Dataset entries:
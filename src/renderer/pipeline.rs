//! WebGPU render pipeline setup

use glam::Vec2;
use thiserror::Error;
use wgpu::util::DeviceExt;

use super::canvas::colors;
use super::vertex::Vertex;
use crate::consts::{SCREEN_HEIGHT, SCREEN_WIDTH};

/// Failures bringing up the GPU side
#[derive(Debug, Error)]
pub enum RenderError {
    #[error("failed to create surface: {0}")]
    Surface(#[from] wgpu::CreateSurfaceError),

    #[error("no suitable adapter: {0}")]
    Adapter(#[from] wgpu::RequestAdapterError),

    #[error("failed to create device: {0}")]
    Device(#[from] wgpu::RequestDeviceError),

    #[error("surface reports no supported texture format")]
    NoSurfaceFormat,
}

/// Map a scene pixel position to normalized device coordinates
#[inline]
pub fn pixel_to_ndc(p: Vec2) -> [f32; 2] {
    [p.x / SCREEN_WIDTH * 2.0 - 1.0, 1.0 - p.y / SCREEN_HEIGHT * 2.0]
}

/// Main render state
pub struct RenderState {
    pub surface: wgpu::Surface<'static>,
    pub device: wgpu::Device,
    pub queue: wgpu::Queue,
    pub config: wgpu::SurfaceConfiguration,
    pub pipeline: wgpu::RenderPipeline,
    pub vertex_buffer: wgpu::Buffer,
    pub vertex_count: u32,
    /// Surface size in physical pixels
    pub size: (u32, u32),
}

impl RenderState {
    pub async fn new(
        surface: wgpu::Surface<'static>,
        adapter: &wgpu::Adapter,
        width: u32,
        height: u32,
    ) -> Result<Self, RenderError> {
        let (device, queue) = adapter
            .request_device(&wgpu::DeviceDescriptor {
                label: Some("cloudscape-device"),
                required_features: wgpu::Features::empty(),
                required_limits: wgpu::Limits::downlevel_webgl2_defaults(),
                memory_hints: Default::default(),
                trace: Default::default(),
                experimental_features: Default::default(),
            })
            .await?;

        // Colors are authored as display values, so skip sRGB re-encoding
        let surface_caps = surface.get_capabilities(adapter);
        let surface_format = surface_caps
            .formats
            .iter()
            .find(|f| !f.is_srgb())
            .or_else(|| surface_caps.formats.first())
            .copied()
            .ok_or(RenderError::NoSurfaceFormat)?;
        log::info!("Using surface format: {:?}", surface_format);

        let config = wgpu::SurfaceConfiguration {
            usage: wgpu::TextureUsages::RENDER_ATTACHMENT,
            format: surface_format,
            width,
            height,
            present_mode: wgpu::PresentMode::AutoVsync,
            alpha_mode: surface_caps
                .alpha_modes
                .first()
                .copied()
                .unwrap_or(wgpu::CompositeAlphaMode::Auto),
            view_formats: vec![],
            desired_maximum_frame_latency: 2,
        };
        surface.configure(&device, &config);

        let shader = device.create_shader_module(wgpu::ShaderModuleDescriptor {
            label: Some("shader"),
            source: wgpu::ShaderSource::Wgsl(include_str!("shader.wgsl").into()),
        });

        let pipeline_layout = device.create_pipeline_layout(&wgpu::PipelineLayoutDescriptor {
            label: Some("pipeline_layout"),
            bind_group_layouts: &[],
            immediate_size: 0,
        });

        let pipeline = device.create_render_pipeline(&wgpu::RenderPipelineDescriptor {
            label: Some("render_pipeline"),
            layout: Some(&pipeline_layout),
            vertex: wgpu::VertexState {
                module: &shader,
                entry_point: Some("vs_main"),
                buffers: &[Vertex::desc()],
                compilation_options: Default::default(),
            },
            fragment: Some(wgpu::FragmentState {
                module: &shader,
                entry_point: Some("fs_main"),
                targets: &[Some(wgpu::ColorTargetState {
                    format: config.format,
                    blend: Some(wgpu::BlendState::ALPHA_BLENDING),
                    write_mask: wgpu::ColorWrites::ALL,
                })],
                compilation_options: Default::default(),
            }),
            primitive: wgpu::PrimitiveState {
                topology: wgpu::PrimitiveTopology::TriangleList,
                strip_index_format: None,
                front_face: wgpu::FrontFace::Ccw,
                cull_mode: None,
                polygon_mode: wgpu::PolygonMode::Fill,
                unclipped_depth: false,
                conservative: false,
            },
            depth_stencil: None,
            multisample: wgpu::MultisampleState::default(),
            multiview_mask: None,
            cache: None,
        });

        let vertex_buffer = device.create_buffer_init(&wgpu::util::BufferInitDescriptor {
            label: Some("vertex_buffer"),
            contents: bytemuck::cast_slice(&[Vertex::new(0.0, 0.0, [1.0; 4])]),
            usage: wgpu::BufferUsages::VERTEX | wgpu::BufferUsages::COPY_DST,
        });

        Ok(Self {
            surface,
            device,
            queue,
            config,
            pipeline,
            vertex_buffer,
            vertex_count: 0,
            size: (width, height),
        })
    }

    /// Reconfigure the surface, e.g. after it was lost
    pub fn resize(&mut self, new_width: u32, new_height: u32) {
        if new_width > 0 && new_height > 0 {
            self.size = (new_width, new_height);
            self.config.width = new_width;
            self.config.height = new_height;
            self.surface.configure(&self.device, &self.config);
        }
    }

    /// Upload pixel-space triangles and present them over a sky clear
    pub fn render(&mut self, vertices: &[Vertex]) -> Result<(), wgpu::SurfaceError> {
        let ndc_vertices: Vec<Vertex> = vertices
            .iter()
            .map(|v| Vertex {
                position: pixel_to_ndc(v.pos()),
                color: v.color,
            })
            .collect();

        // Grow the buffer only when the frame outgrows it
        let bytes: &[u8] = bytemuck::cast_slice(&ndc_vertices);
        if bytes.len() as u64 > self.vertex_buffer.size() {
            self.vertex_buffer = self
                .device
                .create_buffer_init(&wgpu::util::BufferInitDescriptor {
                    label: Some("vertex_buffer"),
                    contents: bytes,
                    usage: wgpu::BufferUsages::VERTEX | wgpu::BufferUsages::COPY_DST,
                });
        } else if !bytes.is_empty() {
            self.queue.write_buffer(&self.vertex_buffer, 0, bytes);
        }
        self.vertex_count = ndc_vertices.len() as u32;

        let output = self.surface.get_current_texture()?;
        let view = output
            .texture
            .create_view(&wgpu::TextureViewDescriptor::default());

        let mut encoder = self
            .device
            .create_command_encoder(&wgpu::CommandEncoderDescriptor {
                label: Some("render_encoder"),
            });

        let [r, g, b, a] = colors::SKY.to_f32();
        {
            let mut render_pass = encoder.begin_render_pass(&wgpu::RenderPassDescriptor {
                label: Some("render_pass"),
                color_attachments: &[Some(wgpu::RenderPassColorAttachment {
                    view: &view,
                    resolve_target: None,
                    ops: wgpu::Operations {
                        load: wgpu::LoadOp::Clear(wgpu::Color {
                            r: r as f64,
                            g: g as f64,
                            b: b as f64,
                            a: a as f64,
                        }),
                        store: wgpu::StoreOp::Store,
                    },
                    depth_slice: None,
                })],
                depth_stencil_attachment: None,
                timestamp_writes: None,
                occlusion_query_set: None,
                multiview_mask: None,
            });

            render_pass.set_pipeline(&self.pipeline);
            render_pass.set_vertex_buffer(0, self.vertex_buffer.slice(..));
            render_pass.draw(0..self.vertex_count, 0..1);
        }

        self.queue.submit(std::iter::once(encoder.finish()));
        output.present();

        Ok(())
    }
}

* _Work task_: All lines above in which the word "position" occurs should be identified and copied.

* _Task response_:
/// Map a scene pixel position to normalized device coordinates
                position: pixel_to_ndc(v.pos()),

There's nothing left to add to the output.